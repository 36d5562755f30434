//! Main CLI application structure

use anyhow::Result;
use clap::{Args, Parser, Subcommand};
use tracing_subscriber::EnvFilter;

use super::output::{Output, OutputFormat};
use super::{cache_cmd, nav_cmd, task, tui};
use crate::domain::{Command, Direction, Edge};
use crate::storage::{session::SESSION_ENV, Config, Project};

#[derive(Parser)]
#[command(name = "subnav")]
#[command(author, version, about = "Keyboard navigation through parent/subtask trees")]
#[command(propagate_version = true)]
pub struct Cli {
    /// Output format (defaults to the global config's default_format)
    #[arg(long, short = 'f', global = true)]
    pub format: Option<OutputFormat>,

    /// Enable verbose output for debugging
    #[arg(long, short = 'v', global = true)]
    pub verbose: bool,

    /// Navigation session (separate cache per session)
    #[arg(long, global = true, env = SESSION_ENV)]
    pub session: Option<String>,

    #[command(subcommand)]
    pub command: Commands,
}

/// Where a navigation command starts
#[derive(Args)]
pub struct AtArgs {
    /// Start from this task URL, path or ID instead of the current task
    #[arg(long)]
    pub at: Option<String>,
}

#[derive(Subcommand)]
pub enum Commands {
    /// Initialize a new subnav project
    Init {
        /// Path to initialize (defaults to current directory)
        #[arg(default_value = ".")]
        path: String,
    },

    /// Manage tasks in the local hierarchy
    #[command(subcommand)]
    Task(task::TaskCommands),

    /// Open a task
    Goto {
        /// Task ID
        id: String,
    },

    /// Show the current task and its position among its siblings
    Where(AtArgs),

    /// Previous sibling
    Prev(AtArgs),

    /// Next sibling
    Next(AtArgs),

    /// First sibling
    First(AtArgs),

    /// Last sibling
    Last(AtArgs),

    /// Parent task
    Up(AtArgs),

    /// Last visited (or first) subtask
    Down(AtArgs),

    /// Inspect or clear the session cache
    #[command(subcommand)]
    Cache(cache_cmd::CacheCommands),

    /// Interactive navigator
    Tui,
}

fn init_logging(verbose: bool) {
    let filter = if verbose {
        EnvFilter::new("debug")
    } else {
        EnvFilter::try_from_default_env().unwrap_or_else(|_| EnvFilter::new("warn"))
    };

    let _ = tracing_subscriber::fmt()
        .with_env_filter(filter)
        .with_writer(std::io::stderr)
        .with_target(false)
        .try_init();
}

/// Main entry point for the CLI
pub fn run() -> Result<()> {
    let cli = Cli::parse();
    init_logging(cli.verbose);

    let format = match cli.format {
        Some(format) => format,
        None => Config::load_global()?.default_format,
    };
    let output = Output::new(format, cli.verbose);
    let session = cli.session.as_deref();

    output.verbose("subnav starting");

    let navigate = |command: Command, at: AtArgs| {
        nav_cmd::navigate(&output, session, command, at.at.as_deref())
    };

    match cli.command {
        Commands::Init { path } => {
            output.verbose_ctx("init", &format!("Initializing project at: {}", path));
            let project = Project::init(&path)?;
            output.verbose_ctx(
                "init",
                &format!("Created .subnav directory at: {}", project.subnav_dir().display()),
            );
            output.success(&format!("Initialized subnav project at {}", project.root().display()));
        }

        Commands::Task(cmd) => task::run(cmd, &output)?,

        Commands::Goto { id } => nav_cmd::goto(&output, &id)?,
        Commands::Where(at) => nav_cmd::where_am_i(&output, session, at.at.as_deref())?,

        Commands::Prev(at) => navigate(Command::Step(Direction::Prev), at)?,
        Commands::Next(at) => navigate(Command::Step(Direction::Next), at)?,
        Commands::First(at) => navigate(Command::Edge(Edge::First), at)?,
        Commands::Last(at) => navigate(Command::Edge(Edge::Last), at)?,
        Commands::Up(at) => navigate(Command::ToParent, at)?,
        Commands::Down(at) => navigate(Command::ToChild, at)?,

        Commands::Cache(cmd) => cache_cmd::run(cmd, &output, session)?,

        Commands::Tui => tui::run(&output, session)?,
    }

    output.verbose("Command completed successfully");
    Ok(())
}

#[cfg(test)]
mod tests {
    use super::*;
    use clap::CommandFactory;

    #[test]
    fn cli_definition_is_valid() {
        Cli::command().debug_assert();
    }

    #[test]
    fn navigation_flags_parse() {
        let cli = Cli::try_parse_from(["subnav", "--session", "s1", "next", "--at", "42"]).unwrap();
        assert_eq!(cli.session.as_deref(), Some("s1"));
        match cli.command {
            Commands::Next(at) => assert_eq!(at.at.as_deref(), Some("42")),
            _ => panic!("expected next"),
        }
    }

    #[test]
    fn move_requires_parent_or_root() {
        assert!(Cli::try_parse_from(["subnav", "task", "move", "3"]).is_err());
        assert!(Cli::try_parse_from(["subnav", "task", "move", "3", "--root"]).is_ok());
        assert!(Cli::try_parse_from(["subnav", "task", "move", "3", "--root", "-p", "1"]).is_err());
    }
}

§ **Your task**: Please repeat the records so that each one reads exactly as it does above.

§ **Solution**:
repository 36d5562755f30434
//! Main CLI application structure

use anyhow::Result;
use clap::{Args, Parser, Subcommand};
use tracing_subscriber::EnvFilter;

use super::output::{Output, OutputFormat};
use super::{cache_cmd, nav_cmd, task, tui};
use crate::domain::{Command, Direction, Edge};
use crate::storage::{session::SESSION_ENV, Config, Project};

#[derive(Parser)]
#[command(name = "subnav")]
#[command(author, version, about = "Keyboard navigation through parent/subtask trees")]
#[command(propagate_version = true)]
pub struct Cli {
    /// Output format (defaults to the global config's default_format)
    #[arg(long, short = 'f', global = true)]
    pub format: Option<OutputFormat>,

    /// Enable verbose output for debugging
    #[arg(long, short = 'v', global = true)]
    pub verbose: bool,

    /// Navigation session (separate cache per session)
    #[arg(long, global = true, env = SESSION_ENV)]
    pub session: Option<String>,

    #[command(subcommand)]
    pub command: Commands,
}

/// Where a navigation command starts
#[derive(Args)]
pub struct AtArgs {
    /// Start from this task URL, path or ID instead of the current task
    #[arg(long)]
    pub at: Option<String>,
}

#[derive(Subcommand)]
pub enum Commands {
    /// Initialize a new subnav project
    Init {
        /// Path to initialize (defaults to current directory)
        #[arg(default_value = ".")]
        path: String,
    },

    /// Manage tasks in the local hierarchy
    #[command(subcommand)]
    Task(task::TaskCommands),

    /// Open a task
    Goto {
        /// Task ID
        id: String,
    },

    /// Show the current task and its position among its siblings
    Where(AtArgs),

    /// Previous sibling
    Prev(AtArgs),

    /// Next sibling
    Next(AtArgs),

    /// First sibling
    First(AtArgs),

    /// Last sibling
    Last(AtArgs),

    /// Parent task
    Up(AtArgs),

    /// Last visited (or first) subtask
    Down(AtArgs),

    /// Inspect or clear the session cache
    #[command(subcommand)]
    Cache(cache_cmd::CacheCommands),

    /// Interactive navigator
    Tui,
}

fn init_logging(verbose: bool) {
    let filter = if verbose {
        EnvFilter::new("debug")
    } else {
        EnvFilter::try_from_default_env().unwrap_or_else(|_| EnvFilter::new("warn"))
    };

    let _ = tracing_subscriber::fmt()
        .with_env_filter(filter)
        .with_writer(std::io::stderr)
        .with_target(false)
        .try_init();
}

/// Main entry point for the CLI
pub fn run() -> Result<()> {
    let cli = Cli::parse();
    init_logging(cli.verbose);

    let format = match cli.format {
        Some(format) => format,
        None => Config::load_global()?.default_format,
    };
    let output = Output::new(format, cli.verbose);
    let session = cli.session.as_deref();

    output.verbose("subnav starting");

    let navigate = |command: Command, at: AtArgs| {
        nav_cmd::navigate(&output, session, command, at.at.as_deref())
    };

    match cli.command {
        Commands::Init { path } => {
            output.verbose_ctx("init", &format!("Initializing project at: {}", path));
            let project = Project::init(&path)?;
            output.verbose_ctx(
                "init",
                &format!("Created .subnav directory at: {}", project.subnav_dir().display()),
            );
            output.success(&format!("Initialized subnav project at {}", project.root().display()));
        }

        Commands::Task(cmd) => task::run(cmd, &output)?,

        Commands::Goto { id } => nav_cmd::goto(&output, &id)?,
        Commands::Where(at) => nav_cmd::where_am_i(&output, session, at.at.as_deref())?,

        Commands::Prev(at) => navigate(Command::Step(Direction::Prev), at)?,
        Commands::Next(at) => navigate(Command::Step(Direction::Next), at)?,
        Commands::First(at) => navigate(Command::Edge(Edge::First), at)?,
        Commands::Last(at) => navigate(Command::Edge(Edge::Last), at)?,
        Commands::Up(at) => navigate(Command::ToParent, at)?,
        Commands::Down(at) => navigate(Command::ToChild, at)?,

        Commands::Cache(cmd) => cache_cmd::run(cmd, &output, session)?,

        Commands::Tui => tui::run(&output, session)?,
    }

    output.verbose("Command completed successfully");
    Ok(())
}

#[cfg(test)]
mod tests {
    use super::*;
    use clap::CommandFactory;

    #[test]
    fn cli_definition_is_valid() {
        Cli::command().debug_assert();
    }

    #[test]
    fn navigation_flags_parse() {
        let cli = Cli::try_parse_from(["subnav", "--session", "s1", "next", "--at", "42"]).unwrap();
        assert_eq!(cli.session.as_deref(), Some("s1"));
        match cli.command {
            Commands::Next(at) => assert_eq!(at.at.as_deref(), Some("42")),
            _ => panic!("expected next"),
        }
    }

    #[test]
    fn move_requires_parent_or_root() {
        assert!(Cli::try_parse_from(["subnav", "task", "move", "3"]).is_err());
        assert!(Cli::try_parse_from(["subnav", "task", "move", "3", "--root"]).is_ok());
        assert!(Cli::try_parse_from(["subnav", "task", "move", "3", "--root", "-p", "1"]).is_err());
    }
}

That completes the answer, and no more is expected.